How Mexico and Macedonia Built the American Chili Dog
This all-American food has some surprisingly diverse roots
Few foods are more American than the chili dog, but if you take a close look at its history, you'll find an even more American story than you'd suspect. Today, Christina Olson of the Atlantic took a deep dive into the chili dog's origins, and in so doing revealed the multicultural—and xenophobic—beginnings to one of our country's favorite foods. (Because nothing's more American than that.)
The core of the chili dog, the hot dog itself, made it to U.S. soil vial British immigrants in the 1600s and 1700s, but our current version of the hot dog bears a bit more resemblance to the German version. After its arrival, it became another part of the American industrial machine: “While sausages as street food were common in American cities by the late 1700s,” Olson explains, “it was only after the Civil War that the sausage became, like so many other products of the age, machinated and industrialized. Meat moved from the butcher shop to the factory. And as it did, sausages homogenized. The hot dog was born.”
But the hot dog grew in popularity partially because of xenophobia in the 1890s. Olson writes that Eastern European immigrants trying to sell handmade sausages were considered too foreign, and instead, the more “distinctly American” hot dog gave a sense of familiarity (even though these carts were sometimes owned by immigrants).

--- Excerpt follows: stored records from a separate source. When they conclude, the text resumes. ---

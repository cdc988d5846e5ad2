//! Error types shared by the model and both back-ends.

use thiserror::Error;

/// Errors raised while building or evaluating an [`NlModel`](crate::model::NlModel).
#[derive(Debug, Error, Clone, PartialEq)]
pub enum ModelError {
    #[error("unknown variable index {0}")]
    UnknownVariable(usize),

    #[error("variable '{name}' has invalid bounds [{lower}, {upper}]")]
    InvalidBounds { name: String, lower: f64, upper: f64 },

    #[error("model is closed; no further declarations allowed")]
    ModelClosed,

    #[error("model must be closed before solving")]
    ModelNotClosed,

    #[error("model has no objective")]
    MissingObjective,

    #[error("expected {expected} values, got {got}")]
    DimensionMismatch { expected: usize, got: usize },

    /// An operation was applied outside its mathematical domain.
    #[error("domain error in {op}: argument {value}")]
    Domain { op: &'static str, value: f64 },
}

/// Errors raised by config validation.
#[derive(Debug, Error, Clone, Copy, PartialEq)]
pub enum ConfigError {
    #[error("time limit must be finite and positive, got {0} s")]
    TimeLimit(f64),

    #[error("{name} must be finite and positive, got {value}")]
    Tolerance { name: &'static str, value: f64 },

    #[error("initial temperature must be greater than min temperature")]
    TemperatureOrder,

    #[error("geometric alpha must be in (0, 1), got {0}")]
    GeometricAlpha(f64),

    #[error("lundy-mees beta must be positive, got {0}")]
    LundyMeesBeta(f64),

    #[error("{0} must be at least 1")]
    ZeroCount(&'static str),

    /// No time limit, iteration cap or stall limit would stop the run.
    #[error("search has no stopping criterion")]
    Unbounded,
}

/// Errors returned by [`ShapeOptimizer::solve`](crate::ShapeOptimizer::solve)
/// and the back-end entry points.
#[derive(Debug, Error, Clone, PartialEq)]
pub enum SolveError {
    #[error("model error: {0}")]
    Model(#[from] ModelError),

    #[error("config error: {0}")]
    Config(#[from] ConfigError),

    /// The initial guess cannot be used as a starting point.
    #[error("infeasible start: {reason}")]
    InfeasibleStart { reason: String },

    /// The returned point violates the constraints beyond tolerance.
    #[error("result violates constraints by {violation:e}")]
    InfeasibleResult { violation: f64 },

    /// The budget ran out before the convergence test was met.
    #[error("did not converge within {iterations} iterations ({elapsed_ms} ms)")]
    DidNotConverge { iterations: usize, elapsed_ms: u128 },
}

And now, for the sauce. The complete story of chili remains shrouded in mystery, but Gustavo Arellano, author of Taco USA: How Mexican Food Conquered America, believes that it arrived to San Antonio in 1870s. It was sold by women who ended up with the nickname "chili queens," and they "played up the romantic exoticism of Old Mexico and decked their booths with lanterns and musicians." While the chili queens disappeared by the end of World War II, Arellano found that chile con carne found its way to restaurant menus by the 1880s, and pretty soon it was stuffed into cans. As Olson writes, "So chili gained traction contemporaneously with the hot dog. It was another ethnic food, sanitized, homogenized, and made blandly American."
If you break down the seasonings you find in chili dog chili, you’ll find that it closely aligns with sauces in Greece in Macedonia. But if you look at the origins of the coney dog, there’s no mention of its Balkan roots: “The name coney comes from Coney Island, though it’s thought that few Greek or Balkan immigrants had seen Brooklyn’s Coney Island.” Olson explains. “Instead, they took the distinctly American name for their Midwestern coney restaurants, possibly to seem less foreign. After all, the first recipes for coney sauce called for beef hearts. In order to make the offal and seasonings of their homelands less exotic, they draped the sauce over the familiar hot dog.”
Of course, now there are distinct regional differences wherever you go, from West Virginia's coleslaw-topped version to Buffalo's chargrilled dog. Olson points out, "In the span of about a hundred years, America turned a German sausage into a hot dog and turned Mexican chili con carne and Greek saltsa kima into chili, and then repackaged the whole thing as a cheap, distinctly American dish."
The chili dog is now better known for its unifying power—Detroit autoworkers and aerospace workers alike have lined up for cheap dogs at one time or another. Olson writes, “patrons were united not in race, language, or homeland, but in their desire for quick food.”